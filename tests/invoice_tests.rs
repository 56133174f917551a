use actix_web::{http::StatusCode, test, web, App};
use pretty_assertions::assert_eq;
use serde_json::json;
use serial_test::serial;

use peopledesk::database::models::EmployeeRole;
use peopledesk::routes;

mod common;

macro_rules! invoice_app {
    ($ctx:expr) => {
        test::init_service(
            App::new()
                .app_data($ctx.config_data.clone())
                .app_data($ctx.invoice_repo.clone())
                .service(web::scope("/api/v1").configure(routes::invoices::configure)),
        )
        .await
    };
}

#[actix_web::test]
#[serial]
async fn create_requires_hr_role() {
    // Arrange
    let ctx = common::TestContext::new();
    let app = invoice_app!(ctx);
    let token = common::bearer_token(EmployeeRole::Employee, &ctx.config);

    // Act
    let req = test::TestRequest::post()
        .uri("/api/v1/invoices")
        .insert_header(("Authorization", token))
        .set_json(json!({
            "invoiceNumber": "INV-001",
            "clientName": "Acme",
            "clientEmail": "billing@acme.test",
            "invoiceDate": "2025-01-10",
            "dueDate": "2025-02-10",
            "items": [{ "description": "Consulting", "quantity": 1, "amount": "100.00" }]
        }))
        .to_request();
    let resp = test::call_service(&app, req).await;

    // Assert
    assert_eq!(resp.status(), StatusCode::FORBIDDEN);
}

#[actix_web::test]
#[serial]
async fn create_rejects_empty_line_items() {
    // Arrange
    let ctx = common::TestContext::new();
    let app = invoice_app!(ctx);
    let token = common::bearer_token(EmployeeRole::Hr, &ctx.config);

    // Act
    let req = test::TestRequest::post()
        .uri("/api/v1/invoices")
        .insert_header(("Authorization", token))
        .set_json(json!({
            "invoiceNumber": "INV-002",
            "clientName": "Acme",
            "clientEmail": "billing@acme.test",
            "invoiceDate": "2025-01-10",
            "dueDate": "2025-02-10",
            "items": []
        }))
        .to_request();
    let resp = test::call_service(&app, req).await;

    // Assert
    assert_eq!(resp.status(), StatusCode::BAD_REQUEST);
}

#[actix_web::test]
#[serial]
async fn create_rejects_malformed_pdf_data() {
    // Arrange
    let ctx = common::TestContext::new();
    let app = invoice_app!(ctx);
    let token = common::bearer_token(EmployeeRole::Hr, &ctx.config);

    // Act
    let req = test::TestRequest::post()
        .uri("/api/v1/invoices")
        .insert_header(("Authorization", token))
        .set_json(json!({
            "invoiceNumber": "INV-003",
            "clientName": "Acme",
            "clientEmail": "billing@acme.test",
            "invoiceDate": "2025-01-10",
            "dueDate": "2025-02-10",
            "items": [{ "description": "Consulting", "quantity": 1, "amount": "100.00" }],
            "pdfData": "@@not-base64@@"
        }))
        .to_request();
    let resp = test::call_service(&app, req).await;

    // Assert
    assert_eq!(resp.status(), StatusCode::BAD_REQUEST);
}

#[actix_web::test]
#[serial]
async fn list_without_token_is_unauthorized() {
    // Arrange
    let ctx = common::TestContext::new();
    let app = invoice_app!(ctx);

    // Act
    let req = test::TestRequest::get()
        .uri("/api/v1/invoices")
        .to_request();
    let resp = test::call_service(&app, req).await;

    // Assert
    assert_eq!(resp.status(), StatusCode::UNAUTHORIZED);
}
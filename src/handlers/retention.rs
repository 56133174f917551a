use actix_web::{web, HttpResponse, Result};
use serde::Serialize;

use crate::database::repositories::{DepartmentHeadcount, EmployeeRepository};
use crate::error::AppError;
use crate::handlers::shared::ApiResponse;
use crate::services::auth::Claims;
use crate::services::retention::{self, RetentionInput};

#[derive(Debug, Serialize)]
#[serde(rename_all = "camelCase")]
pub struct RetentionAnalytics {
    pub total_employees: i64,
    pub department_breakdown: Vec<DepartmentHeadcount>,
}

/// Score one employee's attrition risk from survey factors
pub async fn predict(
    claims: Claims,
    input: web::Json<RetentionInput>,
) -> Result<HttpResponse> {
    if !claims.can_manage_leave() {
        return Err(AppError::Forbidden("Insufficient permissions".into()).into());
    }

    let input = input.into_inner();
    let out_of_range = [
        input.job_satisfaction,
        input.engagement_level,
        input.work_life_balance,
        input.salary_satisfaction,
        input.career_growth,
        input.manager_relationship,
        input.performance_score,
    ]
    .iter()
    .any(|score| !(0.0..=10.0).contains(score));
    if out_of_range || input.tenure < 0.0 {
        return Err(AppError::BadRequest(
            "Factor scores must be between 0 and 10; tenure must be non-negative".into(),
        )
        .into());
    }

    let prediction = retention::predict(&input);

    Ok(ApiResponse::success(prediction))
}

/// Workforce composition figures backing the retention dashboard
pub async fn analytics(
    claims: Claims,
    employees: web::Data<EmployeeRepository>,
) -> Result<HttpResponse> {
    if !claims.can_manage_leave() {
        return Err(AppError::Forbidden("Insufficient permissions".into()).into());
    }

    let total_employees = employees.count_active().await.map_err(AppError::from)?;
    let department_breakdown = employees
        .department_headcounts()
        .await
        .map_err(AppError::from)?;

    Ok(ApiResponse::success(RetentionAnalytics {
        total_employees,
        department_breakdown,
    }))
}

EXERCISE OBJECTIVE = Transcribe the listing above exactly, including every line.

ANSWER SECTION =
filename tests/invoice_tests.rs
repository 56133174f917551a
use actix_web::{http::StatusCode, test, web, App};
use pretty_assertions::assert_eq;
use serde_json::json;
use serial_test::serial;

use peopledesk::database::models::EmployeeRole;
use peopledesk::routes;

mod common;

macro_rules! invoice_app {
    ($ctx:expr) => {
        test::init_service(
            App::new()
                .app_data($ctx.config_data.clone())
                .app_data($ctx.invoice_repo.clone())
                .service(web::scope("/api/v1").configure(routes::invoices::configure)),
        )
        .await
    };
}

#[actix_web::test]
#[serial]
async fn create_requires_hr_role() {
    // Arrange
    let ctx = common::TestContext::new();
    let app = invoice_app!(ctx);
    let token = common::bearer_token(EmployeeRole::Employee, &ctx.config);

    // Act
    let req = test::TestRequest::post()
        .uri("/api/v1/invoices")
        .insert_header(("Authorization", token))
        .set_json(json!({
            "invoiceNumber": "INV-001",
            "clientName": "Acme",
            "clientEmail": "billing@acme.test",
            "invoiceDate": "2025-01-10",
            "dueDate": "2025-02-10",
            "items": [{ "description": "Consulting", "quantity": 1, "amount": "100.00" }]
        }))
        .to_request();
    let resp = test::call_service(&app, req).await;

    // Assert
    assert_eq!(resp.status(), StatusCode::FORBIDDEN);
}

#[actix_web::test]
#[serial]
async fn create_rejects_empty_line_items() {
    // Arrange
    let ctx = common::TestContext::new();
    let app = invoice_app!(ctx);
    let token = common::bearer_token(EmployeeRole::Hr, &ctx.config);

    // Act
    let req = test::TestRequest::post()
        .uri("/api/v1/invoices")
        .insert_header(("Authorization", token))
        .set_json(json!({
            "invoiceNumber": "INV-002",
            "clientName": "Acme",
            "clientEmail": "billing@acme.test",
            "invoiceDate": "2025-01-10",
            "dueDate": "2025-02-10",
            "items": []
        }))
        .to_request();
    let resp = test::call_service(&app, req).await;

    // Assert
    assert_eq!(resp.status(), StatusCode::BAD_REQUEST);
}

#[actix_web::test]
#[serial]
async fn create_rejects_malformed_pdf_data() {
    // Arrange
    let ctx = common::TestContext::new();
    let app = invoice_app!(ctx);
    let token = common::bearer_token(EmployeeRole::Hr, &ctx.config);

    // Act
    let req = test::TestRequest::post()
        .uri("/api/v1/invoices")
        .insert_header(("Authorization", token))
        .set_json(json!({
            "invoiceNumber": "INV-003",
            "clientName": "Acme",
            "clientEmail": "billing@acme.test",
            "invoiceDate": "2025-01-10",
            "dueDate": "2025-02-10",
            "items": [{ "description": "Consulting", "quantity": 1, "amount": "100.00" }],
            "pdfData": "@@not-base64@@"
        }))
        .to_request();
    let resp = test::call_service(&app, req).await;

    // Assert
    assert_eq!(resp.status(), StatusCode::BAD_REQUEST);
}

#[actix_web::test]
#[serial]
async fn list_without_token_is_unauthorized() {
    // Arrange
    let ctx = common::TestContext::new();
    let app = invoice_app!(ctx);

    // Act
    let req = test::TestRequest::get()
        .uri("/api/v1/invoices")
        .to_request();
    let resp = test::call_service(&app, req).await;

    // Assert
    assert_eq!(resp.status(), StatusCode::UNAUTHORIZED);
}
filename src/handlers/retention.rs
repository 56133174f917551a
use actix_web::{web, HttpResponse, Result};
use serde::Serialize;

use crate::database::repositories::{DepartmentHeadcount, EmployeeRepository};
use crate::error::AppError;
use crate::handlers::shared::ApiResponse;
use crate::services::auth::Claims;
use crate::services::retention::{self, RetentionInput};

#[derive(Debug, Serialize)]
#[serde(rename_all = "camelCase")]
pub struct RetentionAnalytics {
    pub total_employees: i64,
    pub department_breakdown: Vec<DepartmentHeadcount>,
}

/// Score one employee's attrition risk from survey factors
pub async fn predict(
    claims: Claims,
    input: web::Json<RetentionInput>,
) -> Result<HttpResponse> {
    if !claims.can_manage_leave() {
        return Err(AppError::Forbidden("Insufficient permissions".into()).into());
    }

    let input = input.into_inner();
    let out_of_range = [
        input.job_satisfaction,
        input.engagement_level,
        input.work_life_balance,
        input.salary_satisfaction,
        input.career_growth,
        input.manager_relationship,
        input.performance_score,
    ]
    .iter()
    .any(|score| !(0.0..=10.0).contains(score));
    if out_of_range || input.tenure < 0.0 {
        return Err(AppError::BadRequest(
            "Factor scores must be between 0 and 10; tenure must be non-negative".into(),
        )
        .into());
    }

    let prediction = retention::predict(&input);

    Ok(ApiResponse::success(prediction))
}

/// Workforce composition figures backing the retention dashboard
pub async fn analytics(
    claims: Claims,
    employees: web::Data<EmployeeRepository>,
) -> Result<HttpResponse> {
    if !claims.can_manage_leave() {
        return Err(AppError::Forbidden("Insufficient permissions".into()).into());
    }

    let total_employees = employees.count_active().await.map_err(AppError::from)?;
    let department_breakdown = employees
        .department_headcounts()
        .await
        .map_err(AppError::from)?;

    Ok(ApiResponse::success(RetentionAnalytics {
        total_employees,
        department_breakdown,
    }))
}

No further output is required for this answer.